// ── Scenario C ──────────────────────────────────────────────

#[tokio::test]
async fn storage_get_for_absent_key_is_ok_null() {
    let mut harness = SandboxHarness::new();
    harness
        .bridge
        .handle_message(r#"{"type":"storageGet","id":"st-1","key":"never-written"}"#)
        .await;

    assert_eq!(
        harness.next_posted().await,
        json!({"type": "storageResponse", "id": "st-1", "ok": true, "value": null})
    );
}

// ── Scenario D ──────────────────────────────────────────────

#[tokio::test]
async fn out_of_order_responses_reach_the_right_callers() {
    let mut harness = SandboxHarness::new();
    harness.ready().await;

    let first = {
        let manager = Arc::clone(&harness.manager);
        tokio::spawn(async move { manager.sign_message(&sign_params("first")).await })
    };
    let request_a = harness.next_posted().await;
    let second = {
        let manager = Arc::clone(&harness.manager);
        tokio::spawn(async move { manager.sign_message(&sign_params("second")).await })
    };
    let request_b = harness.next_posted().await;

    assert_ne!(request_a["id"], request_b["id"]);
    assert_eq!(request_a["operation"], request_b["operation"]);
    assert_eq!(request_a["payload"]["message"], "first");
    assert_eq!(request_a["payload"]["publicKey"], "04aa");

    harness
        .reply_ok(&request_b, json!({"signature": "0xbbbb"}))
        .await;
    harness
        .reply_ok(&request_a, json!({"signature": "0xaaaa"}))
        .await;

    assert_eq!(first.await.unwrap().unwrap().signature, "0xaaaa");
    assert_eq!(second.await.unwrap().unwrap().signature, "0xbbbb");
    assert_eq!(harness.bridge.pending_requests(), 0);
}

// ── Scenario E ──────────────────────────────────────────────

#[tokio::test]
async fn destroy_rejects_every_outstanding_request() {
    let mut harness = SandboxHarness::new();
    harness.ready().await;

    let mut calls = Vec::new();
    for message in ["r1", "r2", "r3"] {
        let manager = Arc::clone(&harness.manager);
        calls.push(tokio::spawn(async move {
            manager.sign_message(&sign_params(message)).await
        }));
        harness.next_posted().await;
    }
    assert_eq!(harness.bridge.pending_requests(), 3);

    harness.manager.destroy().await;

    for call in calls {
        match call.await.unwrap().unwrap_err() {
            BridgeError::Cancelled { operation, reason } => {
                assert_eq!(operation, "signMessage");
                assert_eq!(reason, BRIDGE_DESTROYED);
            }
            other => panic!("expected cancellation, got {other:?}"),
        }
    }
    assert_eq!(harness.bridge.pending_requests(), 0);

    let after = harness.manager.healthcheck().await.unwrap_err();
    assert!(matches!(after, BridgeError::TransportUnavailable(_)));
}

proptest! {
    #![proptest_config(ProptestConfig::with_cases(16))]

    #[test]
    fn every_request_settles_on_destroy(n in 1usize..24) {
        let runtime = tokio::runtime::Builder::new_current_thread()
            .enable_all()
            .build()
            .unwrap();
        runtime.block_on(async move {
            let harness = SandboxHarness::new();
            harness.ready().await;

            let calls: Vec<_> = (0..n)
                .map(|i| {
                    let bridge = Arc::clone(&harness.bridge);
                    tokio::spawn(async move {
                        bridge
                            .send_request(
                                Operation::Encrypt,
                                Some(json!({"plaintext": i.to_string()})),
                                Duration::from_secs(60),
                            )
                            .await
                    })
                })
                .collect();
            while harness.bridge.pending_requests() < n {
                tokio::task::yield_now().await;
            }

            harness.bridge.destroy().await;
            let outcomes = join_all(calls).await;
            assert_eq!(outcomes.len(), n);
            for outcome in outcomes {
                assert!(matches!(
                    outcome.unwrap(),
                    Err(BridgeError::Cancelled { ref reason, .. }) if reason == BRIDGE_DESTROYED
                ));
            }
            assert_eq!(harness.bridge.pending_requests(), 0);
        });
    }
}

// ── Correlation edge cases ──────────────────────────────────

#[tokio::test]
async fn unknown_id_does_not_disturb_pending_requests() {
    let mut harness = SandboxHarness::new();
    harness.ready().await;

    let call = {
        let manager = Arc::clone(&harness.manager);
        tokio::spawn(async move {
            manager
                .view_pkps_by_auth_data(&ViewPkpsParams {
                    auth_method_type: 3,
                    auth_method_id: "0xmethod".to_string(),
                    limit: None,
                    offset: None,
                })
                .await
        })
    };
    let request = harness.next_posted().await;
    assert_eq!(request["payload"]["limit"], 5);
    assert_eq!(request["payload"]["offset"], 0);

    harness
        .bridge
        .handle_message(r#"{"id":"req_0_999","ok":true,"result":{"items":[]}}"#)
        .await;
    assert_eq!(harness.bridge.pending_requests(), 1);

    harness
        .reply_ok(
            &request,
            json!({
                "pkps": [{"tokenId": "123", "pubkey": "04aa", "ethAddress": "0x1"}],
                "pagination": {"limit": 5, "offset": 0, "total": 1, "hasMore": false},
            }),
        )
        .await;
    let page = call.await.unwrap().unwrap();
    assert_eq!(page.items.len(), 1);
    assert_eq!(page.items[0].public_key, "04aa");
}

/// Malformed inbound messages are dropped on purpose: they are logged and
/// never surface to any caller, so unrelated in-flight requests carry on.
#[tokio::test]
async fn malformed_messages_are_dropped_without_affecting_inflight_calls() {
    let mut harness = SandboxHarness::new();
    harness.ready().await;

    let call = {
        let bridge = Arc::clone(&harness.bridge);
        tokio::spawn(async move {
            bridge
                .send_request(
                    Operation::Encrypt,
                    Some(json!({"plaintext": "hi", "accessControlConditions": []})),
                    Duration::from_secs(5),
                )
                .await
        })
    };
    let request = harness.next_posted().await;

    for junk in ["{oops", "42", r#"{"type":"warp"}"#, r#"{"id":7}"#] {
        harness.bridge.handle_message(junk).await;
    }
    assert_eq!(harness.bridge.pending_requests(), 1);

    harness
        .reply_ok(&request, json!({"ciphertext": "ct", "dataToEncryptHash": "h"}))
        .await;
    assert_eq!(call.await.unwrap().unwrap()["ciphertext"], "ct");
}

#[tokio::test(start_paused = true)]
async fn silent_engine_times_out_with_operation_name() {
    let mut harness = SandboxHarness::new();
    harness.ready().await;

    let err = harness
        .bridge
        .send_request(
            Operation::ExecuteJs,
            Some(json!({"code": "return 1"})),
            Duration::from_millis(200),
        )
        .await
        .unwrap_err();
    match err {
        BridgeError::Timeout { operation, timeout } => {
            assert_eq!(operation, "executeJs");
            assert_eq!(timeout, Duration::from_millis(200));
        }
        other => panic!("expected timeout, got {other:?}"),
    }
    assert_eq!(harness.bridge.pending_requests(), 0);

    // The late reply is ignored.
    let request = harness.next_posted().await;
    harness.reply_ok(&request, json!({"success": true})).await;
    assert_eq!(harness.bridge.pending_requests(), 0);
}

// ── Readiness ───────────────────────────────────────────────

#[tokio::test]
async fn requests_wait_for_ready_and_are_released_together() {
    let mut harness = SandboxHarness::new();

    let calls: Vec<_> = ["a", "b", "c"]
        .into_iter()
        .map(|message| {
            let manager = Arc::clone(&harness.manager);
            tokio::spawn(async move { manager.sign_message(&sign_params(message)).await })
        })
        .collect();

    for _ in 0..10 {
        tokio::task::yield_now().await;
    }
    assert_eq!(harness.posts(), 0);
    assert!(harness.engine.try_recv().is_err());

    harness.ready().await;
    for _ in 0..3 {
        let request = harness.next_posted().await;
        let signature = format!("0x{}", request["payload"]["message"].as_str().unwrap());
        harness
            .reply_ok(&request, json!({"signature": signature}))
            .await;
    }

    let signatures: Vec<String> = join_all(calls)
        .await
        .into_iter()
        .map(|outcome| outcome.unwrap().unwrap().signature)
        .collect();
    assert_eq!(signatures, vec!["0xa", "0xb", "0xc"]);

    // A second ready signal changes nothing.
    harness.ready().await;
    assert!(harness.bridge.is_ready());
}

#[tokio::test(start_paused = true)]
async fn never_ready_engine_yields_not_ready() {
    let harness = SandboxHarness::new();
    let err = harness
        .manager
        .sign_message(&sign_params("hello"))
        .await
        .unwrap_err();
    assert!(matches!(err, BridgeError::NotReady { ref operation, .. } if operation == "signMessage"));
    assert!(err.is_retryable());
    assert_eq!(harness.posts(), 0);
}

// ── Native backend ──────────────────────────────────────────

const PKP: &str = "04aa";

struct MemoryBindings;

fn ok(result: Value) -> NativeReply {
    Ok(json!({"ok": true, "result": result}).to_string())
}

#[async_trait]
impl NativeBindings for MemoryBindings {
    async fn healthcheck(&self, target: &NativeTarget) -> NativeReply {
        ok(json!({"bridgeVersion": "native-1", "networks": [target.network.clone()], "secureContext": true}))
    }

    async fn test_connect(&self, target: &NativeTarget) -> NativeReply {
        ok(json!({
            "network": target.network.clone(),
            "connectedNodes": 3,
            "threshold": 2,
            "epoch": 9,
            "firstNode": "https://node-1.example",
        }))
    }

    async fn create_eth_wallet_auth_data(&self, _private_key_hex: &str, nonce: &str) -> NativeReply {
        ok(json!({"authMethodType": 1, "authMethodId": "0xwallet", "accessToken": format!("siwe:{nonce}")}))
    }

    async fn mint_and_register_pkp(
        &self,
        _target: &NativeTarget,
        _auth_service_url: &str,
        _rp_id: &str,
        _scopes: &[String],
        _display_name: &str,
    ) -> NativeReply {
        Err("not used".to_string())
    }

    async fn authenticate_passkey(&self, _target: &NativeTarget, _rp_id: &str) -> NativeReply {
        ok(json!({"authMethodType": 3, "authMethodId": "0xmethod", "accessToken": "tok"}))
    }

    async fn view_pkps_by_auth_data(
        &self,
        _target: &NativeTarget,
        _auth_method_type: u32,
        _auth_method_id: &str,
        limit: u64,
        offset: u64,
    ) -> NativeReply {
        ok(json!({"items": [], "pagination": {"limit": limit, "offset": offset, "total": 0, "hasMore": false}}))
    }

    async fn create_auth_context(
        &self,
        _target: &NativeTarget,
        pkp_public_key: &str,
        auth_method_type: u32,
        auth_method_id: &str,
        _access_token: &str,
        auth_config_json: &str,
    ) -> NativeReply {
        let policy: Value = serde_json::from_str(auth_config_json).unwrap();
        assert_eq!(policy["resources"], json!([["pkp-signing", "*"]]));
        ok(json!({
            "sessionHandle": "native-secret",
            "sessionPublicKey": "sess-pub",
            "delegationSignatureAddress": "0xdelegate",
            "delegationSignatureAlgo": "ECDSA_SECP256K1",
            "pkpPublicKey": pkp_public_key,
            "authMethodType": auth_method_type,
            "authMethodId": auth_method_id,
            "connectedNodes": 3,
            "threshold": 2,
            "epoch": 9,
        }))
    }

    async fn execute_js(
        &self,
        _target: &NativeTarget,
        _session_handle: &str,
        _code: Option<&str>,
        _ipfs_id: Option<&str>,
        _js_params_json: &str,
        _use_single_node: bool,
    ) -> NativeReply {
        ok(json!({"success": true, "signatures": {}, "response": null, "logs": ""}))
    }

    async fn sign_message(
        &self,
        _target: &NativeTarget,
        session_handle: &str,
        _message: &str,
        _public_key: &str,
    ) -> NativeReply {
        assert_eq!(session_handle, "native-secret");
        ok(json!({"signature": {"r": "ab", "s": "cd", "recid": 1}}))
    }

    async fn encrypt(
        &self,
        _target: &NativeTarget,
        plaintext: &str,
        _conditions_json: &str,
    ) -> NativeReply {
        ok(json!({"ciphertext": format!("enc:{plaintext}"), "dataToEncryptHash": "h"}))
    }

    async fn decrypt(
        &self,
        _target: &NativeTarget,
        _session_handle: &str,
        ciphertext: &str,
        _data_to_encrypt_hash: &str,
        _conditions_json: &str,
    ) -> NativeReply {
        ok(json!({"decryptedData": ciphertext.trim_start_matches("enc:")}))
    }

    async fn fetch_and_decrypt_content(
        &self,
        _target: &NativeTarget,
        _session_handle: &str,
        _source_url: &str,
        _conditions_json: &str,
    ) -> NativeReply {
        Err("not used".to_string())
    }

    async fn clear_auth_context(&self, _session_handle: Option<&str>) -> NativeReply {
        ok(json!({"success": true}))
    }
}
--
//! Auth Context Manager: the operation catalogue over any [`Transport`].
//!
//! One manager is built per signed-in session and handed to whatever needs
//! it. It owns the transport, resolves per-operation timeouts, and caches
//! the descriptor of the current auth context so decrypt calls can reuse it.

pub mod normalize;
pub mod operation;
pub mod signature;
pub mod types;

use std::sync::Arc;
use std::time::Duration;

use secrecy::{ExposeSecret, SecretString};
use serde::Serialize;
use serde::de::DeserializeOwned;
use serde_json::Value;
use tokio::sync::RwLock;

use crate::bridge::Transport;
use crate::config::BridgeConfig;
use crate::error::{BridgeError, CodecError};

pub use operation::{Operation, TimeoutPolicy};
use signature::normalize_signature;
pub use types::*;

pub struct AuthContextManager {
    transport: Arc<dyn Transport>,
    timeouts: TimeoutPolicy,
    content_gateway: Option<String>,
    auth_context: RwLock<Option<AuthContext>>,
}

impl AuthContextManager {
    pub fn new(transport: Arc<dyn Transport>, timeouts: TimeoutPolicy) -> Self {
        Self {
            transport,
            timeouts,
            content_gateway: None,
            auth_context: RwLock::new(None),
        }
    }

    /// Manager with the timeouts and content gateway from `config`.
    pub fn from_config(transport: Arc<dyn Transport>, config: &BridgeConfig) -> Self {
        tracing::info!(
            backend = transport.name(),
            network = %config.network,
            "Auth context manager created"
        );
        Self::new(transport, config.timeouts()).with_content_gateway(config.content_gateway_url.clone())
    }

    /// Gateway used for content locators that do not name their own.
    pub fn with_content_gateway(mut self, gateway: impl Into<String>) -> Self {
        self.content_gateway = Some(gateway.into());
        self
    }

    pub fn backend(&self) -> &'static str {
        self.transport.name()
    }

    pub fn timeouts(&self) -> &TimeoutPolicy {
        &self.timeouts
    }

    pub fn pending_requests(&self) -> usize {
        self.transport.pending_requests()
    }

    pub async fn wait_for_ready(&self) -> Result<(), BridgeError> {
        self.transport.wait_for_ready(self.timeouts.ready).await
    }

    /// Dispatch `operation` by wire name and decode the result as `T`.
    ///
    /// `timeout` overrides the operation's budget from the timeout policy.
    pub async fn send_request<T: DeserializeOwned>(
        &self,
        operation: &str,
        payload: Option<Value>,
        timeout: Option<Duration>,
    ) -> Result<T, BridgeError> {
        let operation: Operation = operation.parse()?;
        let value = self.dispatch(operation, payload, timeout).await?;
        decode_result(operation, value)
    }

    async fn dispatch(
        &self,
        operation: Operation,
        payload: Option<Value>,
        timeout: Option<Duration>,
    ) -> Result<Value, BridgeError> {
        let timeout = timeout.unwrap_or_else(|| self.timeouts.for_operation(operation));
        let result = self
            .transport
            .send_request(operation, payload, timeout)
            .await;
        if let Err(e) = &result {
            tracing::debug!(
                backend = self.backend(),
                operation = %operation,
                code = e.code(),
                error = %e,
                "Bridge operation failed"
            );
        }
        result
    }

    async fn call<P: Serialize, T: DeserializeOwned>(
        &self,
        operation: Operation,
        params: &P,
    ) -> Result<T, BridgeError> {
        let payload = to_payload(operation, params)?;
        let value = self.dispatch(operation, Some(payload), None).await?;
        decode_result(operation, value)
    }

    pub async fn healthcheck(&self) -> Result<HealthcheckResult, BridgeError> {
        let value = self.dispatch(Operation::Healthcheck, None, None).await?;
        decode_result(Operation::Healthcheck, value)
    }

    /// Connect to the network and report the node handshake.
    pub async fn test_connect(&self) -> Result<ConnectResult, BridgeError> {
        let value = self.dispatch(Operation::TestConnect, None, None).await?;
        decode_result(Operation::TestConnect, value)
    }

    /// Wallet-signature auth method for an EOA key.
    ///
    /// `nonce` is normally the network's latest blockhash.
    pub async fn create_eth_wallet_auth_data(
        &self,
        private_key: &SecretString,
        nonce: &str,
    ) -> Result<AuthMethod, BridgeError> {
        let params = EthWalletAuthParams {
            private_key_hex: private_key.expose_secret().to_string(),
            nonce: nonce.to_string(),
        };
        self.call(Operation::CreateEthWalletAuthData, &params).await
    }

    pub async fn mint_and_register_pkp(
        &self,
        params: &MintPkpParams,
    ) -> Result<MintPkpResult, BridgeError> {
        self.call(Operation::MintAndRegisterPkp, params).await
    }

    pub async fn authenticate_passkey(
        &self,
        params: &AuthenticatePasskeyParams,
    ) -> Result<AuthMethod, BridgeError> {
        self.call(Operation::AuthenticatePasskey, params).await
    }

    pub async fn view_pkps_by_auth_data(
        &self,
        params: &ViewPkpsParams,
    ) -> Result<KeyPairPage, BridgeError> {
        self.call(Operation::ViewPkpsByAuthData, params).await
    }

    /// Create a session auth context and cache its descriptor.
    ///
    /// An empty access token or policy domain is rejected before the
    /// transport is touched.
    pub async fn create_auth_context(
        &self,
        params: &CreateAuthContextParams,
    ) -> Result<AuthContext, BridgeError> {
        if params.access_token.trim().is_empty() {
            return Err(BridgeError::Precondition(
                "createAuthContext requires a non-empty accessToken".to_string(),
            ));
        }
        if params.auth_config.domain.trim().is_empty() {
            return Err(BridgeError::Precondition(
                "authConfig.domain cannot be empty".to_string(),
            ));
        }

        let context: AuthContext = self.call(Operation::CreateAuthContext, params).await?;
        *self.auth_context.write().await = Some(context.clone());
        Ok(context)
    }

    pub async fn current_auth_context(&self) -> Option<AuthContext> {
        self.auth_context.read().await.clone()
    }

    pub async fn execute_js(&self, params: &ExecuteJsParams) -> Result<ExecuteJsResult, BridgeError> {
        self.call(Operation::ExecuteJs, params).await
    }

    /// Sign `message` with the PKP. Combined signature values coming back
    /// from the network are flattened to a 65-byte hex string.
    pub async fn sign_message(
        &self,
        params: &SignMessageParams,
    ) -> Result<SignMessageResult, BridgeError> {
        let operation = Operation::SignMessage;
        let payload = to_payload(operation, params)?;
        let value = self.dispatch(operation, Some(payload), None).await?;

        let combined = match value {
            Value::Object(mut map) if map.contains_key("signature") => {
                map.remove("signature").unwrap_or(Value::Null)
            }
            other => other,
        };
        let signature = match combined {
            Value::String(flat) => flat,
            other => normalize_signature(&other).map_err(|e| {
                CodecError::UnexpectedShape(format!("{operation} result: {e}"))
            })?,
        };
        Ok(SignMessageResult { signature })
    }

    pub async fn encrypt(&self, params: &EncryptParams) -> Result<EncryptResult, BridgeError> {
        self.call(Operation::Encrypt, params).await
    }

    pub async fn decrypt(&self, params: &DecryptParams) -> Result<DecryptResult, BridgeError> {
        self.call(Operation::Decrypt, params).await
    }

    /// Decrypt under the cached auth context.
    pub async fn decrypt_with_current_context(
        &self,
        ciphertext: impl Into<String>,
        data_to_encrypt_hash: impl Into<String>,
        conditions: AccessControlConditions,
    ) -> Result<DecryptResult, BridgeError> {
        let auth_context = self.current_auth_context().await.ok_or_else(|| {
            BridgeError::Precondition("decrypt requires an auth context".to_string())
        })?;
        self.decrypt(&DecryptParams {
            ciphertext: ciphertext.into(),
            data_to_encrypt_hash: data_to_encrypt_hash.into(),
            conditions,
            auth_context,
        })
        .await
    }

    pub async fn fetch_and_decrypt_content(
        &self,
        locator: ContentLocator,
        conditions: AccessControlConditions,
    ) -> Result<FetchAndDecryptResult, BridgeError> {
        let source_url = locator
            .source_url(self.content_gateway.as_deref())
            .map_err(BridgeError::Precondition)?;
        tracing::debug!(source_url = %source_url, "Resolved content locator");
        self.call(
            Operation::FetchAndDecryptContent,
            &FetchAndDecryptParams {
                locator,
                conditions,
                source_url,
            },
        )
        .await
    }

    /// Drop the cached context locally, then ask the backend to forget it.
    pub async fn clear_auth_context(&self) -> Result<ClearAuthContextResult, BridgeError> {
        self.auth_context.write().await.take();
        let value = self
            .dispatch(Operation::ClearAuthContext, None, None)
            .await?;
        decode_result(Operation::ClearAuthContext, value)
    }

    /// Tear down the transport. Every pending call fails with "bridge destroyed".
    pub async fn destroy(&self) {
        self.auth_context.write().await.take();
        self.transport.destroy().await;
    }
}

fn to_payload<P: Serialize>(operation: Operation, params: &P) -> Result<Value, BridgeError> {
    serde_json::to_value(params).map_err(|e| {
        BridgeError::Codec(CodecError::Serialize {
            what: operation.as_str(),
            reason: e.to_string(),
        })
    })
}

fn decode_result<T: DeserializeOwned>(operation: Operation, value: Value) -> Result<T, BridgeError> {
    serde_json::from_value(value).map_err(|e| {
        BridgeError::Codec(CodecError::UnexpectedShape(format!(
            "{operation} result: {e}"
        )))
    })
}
--
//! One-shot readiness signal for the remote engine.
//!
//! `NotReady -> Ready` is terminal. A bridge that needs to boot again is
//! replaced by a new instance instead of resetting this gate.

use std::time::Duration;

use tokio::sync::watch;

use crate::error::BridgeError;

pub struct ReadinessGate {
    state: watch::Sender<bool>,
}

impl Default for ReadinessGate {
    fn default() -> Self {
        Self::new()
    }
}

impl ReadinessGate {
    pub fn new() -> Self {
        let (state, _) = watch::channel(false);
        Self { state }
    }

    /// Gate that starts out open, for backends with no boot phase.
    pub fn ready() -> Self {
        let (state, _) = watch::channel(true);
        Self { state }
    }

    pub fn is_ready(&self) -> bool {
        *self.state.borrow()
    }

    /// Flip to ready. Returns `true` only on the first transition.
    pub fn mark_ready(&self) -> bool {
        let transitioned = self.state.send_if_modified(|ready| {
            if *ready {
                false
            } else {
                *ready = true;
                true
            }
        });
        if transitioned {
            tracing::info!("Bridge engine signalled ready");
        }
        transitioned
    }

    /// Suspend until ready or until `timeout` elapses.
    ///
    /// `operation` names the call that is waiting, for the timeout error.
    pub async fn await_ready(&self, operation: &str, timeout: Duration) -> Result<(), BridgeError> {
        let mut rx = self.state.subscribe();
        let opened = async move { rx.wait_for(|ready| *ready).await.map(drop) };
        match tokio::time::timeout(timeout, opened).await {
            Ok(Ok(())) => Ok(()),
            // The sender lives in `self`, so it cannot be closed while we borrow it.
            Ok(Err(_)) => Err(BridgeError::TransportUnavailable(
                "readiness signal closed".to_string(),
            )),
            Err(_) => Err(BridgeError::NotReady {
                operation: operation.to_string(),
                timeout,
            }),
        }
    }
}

Work instructions = Lines from the entries that contain the word "MemoryBindings" are what the answer must hold.

Finished exercise =
struct MemoryBindings;
impl NativeBindings for MemoryBindings {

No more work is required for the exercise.